After Wat Ratchanatdaram, I stopped at another temple, Wat Sukhat, primarily because it was only a very slight detour from the walking route to the MRT station I had to get to to get back to my home.

Walking there, I found the street to go to if you ever want to buy any Buddha statues and other Buddhist iconography (and I think a couple that belong to the Hindu religion). One whole block was lined on both sides with shops selling those items.

Another building at Wat Sukhat
Another building at Wat Sukhat

Wat Sukhat is a very beautiful temple complex. I didn’t go into any of the buildings because, one, it was already late afternoon and there was the free wine and appetizers in my hotel’s executive lounge to think about. And, two, I was tired of taking off my shoes and putting them back on today.

When I was there, some people were standing on a veranda a few steps up from ground level. They were looking out, not into the attached building. I couldn’t see what they were looking at. But I could hear it. Monks were chanting there too.

The giant swing
The giant swing

None of that is what Wat Sukhat is famous for. It’s famous for a giant, deep-red swing structure, built in 1784, that sits out front. It used to be used in an annual ceremony. A bag of gold was suspended from a pole 75 feet high. Men would swing on the giant swing and try to get the gold. Several men died trying and the ceremony was banned in the 1930s.

That seems like a weird thing to have in front of a Buddhist temple, but there it was.

And with that, it was time to call it a day. I mean, what would have been the point in staying any longer now that they no longer suspend bags of gold from poles?

Aside

Eating Utensils

I read somewhere, I forget where, that here in Thailand they tend to use spoons as forks and forks as knives, and they don’t use knives at the table at all. So foods that North Americans (e.g., me) and Europeans would usually eat with a fork, they scoop up with a spoon.

Foods that need cutting are generally tender enough to be cut with a fork. Often, when I’d be expecting a knife I didn’t get one. In addition, a fork will be used as a pusher of food onto a spoon as a knife is used to do onto a fork back home.

They use chopsticks here, but only for noodle dishes.

In my experience so far, that variation in cutlery use seems to be generally true,

Despite knowing what the custom is here, I often catch myself using a fork like North Americans and Europeans use forks and using my spoon like a knife.
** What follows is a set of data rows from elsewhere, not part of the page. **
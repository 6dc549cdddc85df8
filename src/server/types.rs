//! Server types and shared state.

use std::sync::Arc;

use crate::config::Config;
use crate::guard::Guard;
use crate::traits::{BlobStore, TimeProvider};

/// Shared application state for all tool handlers.
#[derive(Clone)]
pub struct AppState {
    /// Guard serving every tool call.
    pub guard: Arc<Guard>,
    /// Server configuration.
    pub config: Arc<Config>,
}

impl AppState {
    /// Creates a new application state.
    ///
    /// # Arguments
    ///
    /// * `config` - Server configuration
    /// * `store` - Blob store for the audit log
    /// * `clock` - Time source for rate limiting and audit timestamps
    #[must_use]
    pub fn new(config: Config, store: Arc<dyn BlobStore>, clock: Arc<dyn TimeProvider>) -> Self {
        let guard = Guard::new(&config, store, clock);
        Self {
            guard: Arc::new(guard),
            config: Arc::new(config),
        }
    }
}

impl std::fmt::Debug for AppState {
    fn fmt(&self, f: &mut std::fmt::Formatter<'_>) -> std::fmt::Result {
        f.debug_struct("AppState")
            .field("config", &self.config)
            .finish_non_exhaustive()
    }
}
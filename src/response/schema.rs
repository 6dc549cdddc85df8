//! Structural validation of the parsed model reply.
//!
//! Records are sanitized field by field with safe defaults, then every
//! surviving record is checked again against the full contract before the
//! batch is accepted.

use chrono::NaiveDate;
use serde_json::{Map, Value};

use super::sanitize::{
    is_canonical_date, sanitize_date, sanitize_image_url, sanitize_string, DATE_FORMAT,
};
use crate::content::{
    FeaturedProgram, NewsItem, MAX_CATEGORY_LEN, MAX_DESCRIPTION_LEN, MAX_IMAGE_URL_LEN,
    MAX_NEWS, MAX_PROGRAMS, MAX_TITLE_LEN, NEWS_KEY, PROGRAMS_KEY,
};
use crate::error::ResponseError;

/// Image used when a program has no usable image URL.
pub const PROGRAM_PLACEHOLDER_IMAGE: &str = "https://placehold.co/600x400?text=Program";

/// Image used when a news item has no usable image URL.
pub const NEWS_PLACEHOLDER_IMAGE: &str = "https://placehold.co/600x400?text=News";

/// Category used when a news item has none.
pub const DEFAULT_NEWS_CATEGORY: &str = "General";

/// Sanitized records from one reply.
#[derive(Debug, Clone, Default, PartialEq, Eq)]
pub struct SanitizedRecords {
    /// Programs that survived sanitization.
    pub programs: Vec<FeaturedProgram>,
    /// News items that survived sanitization.
    pub news: Vec<NewsItem>,
    /// Records supplied across both arrays, before any were dropped.
    pub raw_record_count: usize,
}

impl SanitizedRecords {
    /// Records dropped for lacking a usable title or not being objects.
    #[must_use]
    pub fn dropped(&self) -> usize {
        self.raw_record_count - self.programs.len() - self.news.len()
    }
}

/// Validate the parsed reply and sanitize its records.
///
/// `today` fills in missing or unparseable news dates.
///
/// # Errors
///
/// - [`ResponseError::MissingContentKeys`] if neither content key is present
/// - [`ResponseError::NotAnArray`] if a present key is not an array
/// - [`ResponseError::TooManyRecords`] if an array exceeds its cap
/// - [`ResponseError::InvalidRecord`] if a sanitized record fails the re-check
pub fn validate_and_sanitize(
    parsed: &Map<String, Value>,
    today: NaiveDate,
) -> Result<SanitizedRecords, ResponseError> {
    let programs_raw = parsed.get(PROGRAMS_KEY);
    let news_raw = parsed.get(NEWS_KEY);
    if programs_raw.is_none() && news_raw.is_none() {
        return Err(ResponseError::MissingContentKeys);
    }

    let programs_raw = records(programs_raw, PROGRAMS_KEY, MAX_PROGRAMS)?;
    let news_raw = records(news_raw, NEWS_KEY, MAX_NEWS)?;

    let today = today.format(DATE_FORMAT).to_string();
    let programs: Vec<FeaturedProgram> = programs_raw.iter().filter_map(sanitize_program).collect();
    let news: Vec<NewsItem> = news_raw
        .iter()
        .filter_map(|record| sanitize_news(record, &today))
        .collect();

    for (index, program) in programs.iter().enumerate() {
        check_program(program).map_err(|reason| ResponseError::InvalidRecord {
            field: PROGRAMS_KEY.into(),
            index,
            reason,
        })?;
    }
    for (index, item) in news.iter().enumerate() {
        check_news(item).map_err(|reason| ResponseError::InvalidRecord {
            field: NEWS_KEY.into(),
            index,
            reason,
        })?;
    }

    let sanitized = SanitizedRecords {
        programs,
        news,
        raw_record_count: programs_raw.len() + news_raw.len(),
    };
    if sanitized.dropped() > 0 {
        tracing::debug!(dropped = sanitized.dropped(), "Dropped records without a usable title");
    }
    Ok(sanitized)
}

fn records<'a>(
    value: Option<&'a Value>,
    field: &str,
    max: usize,
) -> Result<&'a [Value], ResponseError> {
    let Some(value) = value else {
        return Ok(&[]);
    };
    let array = value.as_array().ok_or_else(|| ResponseError::NotAnArray {
        field: field.into(),
    })?;
    if array.len() > max {
        return Err(ResponseError::TooManyRecords {
            field: field.into(),
            count: array.len(),
            max,
        });
    }
    Ok(array)
}

fn sanitize_program(record: &Value) -> Option<FeaturedProgram> {
    let record = record.as_object()?;
    let title = record
        .get("title")
        .and_then(|v| sanitize_string(v, MAX_TITLE_LEN))?;
    let description = record
        .get("description")
        .and_then(|v| sanitize_string(v, MAX_DESCRIPTION_LEN))
        .unwrap_or_default();
    let image_url = record
        .get("imageUrl")
        .and_then(sanitize_image_url)
        .unwrap_or_else(|| PROGRAM_PLACEHOLDER_IMAGE.into());
    Some(FeaturedProgram {
        title,
        description,
        image_url,
    })
}

fn sanitize_news(record: &Value, today: &str) -> Option<NewsItem> {
    let record = record.as_object()?;
    let title = record
        .get("title")
        .and_then(|v| sanitize_string(v, MAX_TITLE_LEN))?;
    let date = record
        .get("date")
        .and_then(sanitize_date)
        .unwrap_or_else(|| today.to_string());
    let category = record
        .get("category")
        .and_then(|v| sanitize_string(v, MAX_CATEGORY_LEN))
        .unwrap_or_else(|| DEFAULT_NEWS_CATEGORY.into());
    let image_url = record
        .get("imageUrl")
        .and_then(sanitize_image_url)
        .unwrap_or_else(|| NEWS_PLACEHOLDER_IMAGE.into());
    Some(NewsItem {
        title,
        date,
        category,
        image_url,
    })
}

fn check_title(title: &str) -> Result<(), String> {
    let len = title.trim().chars().count();
    if len == 0 {
        return Err("title is empty".into());
    }
    if len > MAX_TITLE_LEN {
        return Err(format!("title exceeds {MAX_TITLE_LEN} characters"));
    }
    Ok(())
}

fn check_image_url(url: &str) -> Result<(), String> {
    if !(url.starts_with("http://") || url.starts_with("https://")) {
        return Err("imageUrl must be http or https".into());
    }
    if url.chars().count() > MAX_IMAGE_URL_LEN {
        return Err(format!("imageUrl exceeds {MAX_IMAGE_URL_LEN} characters"));
    }
    Ok(())
}

/// Check a program against the full structural contract.
///
/// # Errors
///
/// Returns the first failed constraint as text.
pub fn check_program(program: &FeaturedProgram) -> Result<(), String> {
    check_title(&program.title)?;
    if program.description.chars().count() > MAX_DESCRIPTION_LEN {
        return Err(format!(
            "description exceeds {MAX_DESCRIPTION_LEN} characters"
        ));
    }
    check_image_url(&program.image_url)
}

/// Check a news item against the full structural contract.
///
/// # Errors
///
/// Returns the first failed constraint as text.
pub fn check_news(item: &NewsItem) -> Result<(), String> {
    check_title(&item.title)?;
    if !is_canonical_date(&item.date) {
        return Err("date must be YYYY-MM-DD".into());
    }
    let category_len = item.category.trim().chars().count();
    if category_len == 0 || category_len > MAX_CATEGORY_LEN {
        return Err(format!(
            "category must be 1-{MAX_CATEGORY_LEN} characters"
        ));
    }
    check_image_url(&item.image_url)
}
It’s not intentional, I just naturally find myself using a fork like I would back home and substituting the only other available utensil for the missing knife.

And, if provided, I’ll use chopsticks for more than just the noodles on my plate. Again, it’s not on purpose. It’s just what feels natural for me, a non-Thai. I hope I’m not perpetrating any serious social faux pas. If so, should any Thai person read this, I deeply apologize if I ever unintentionally offended you.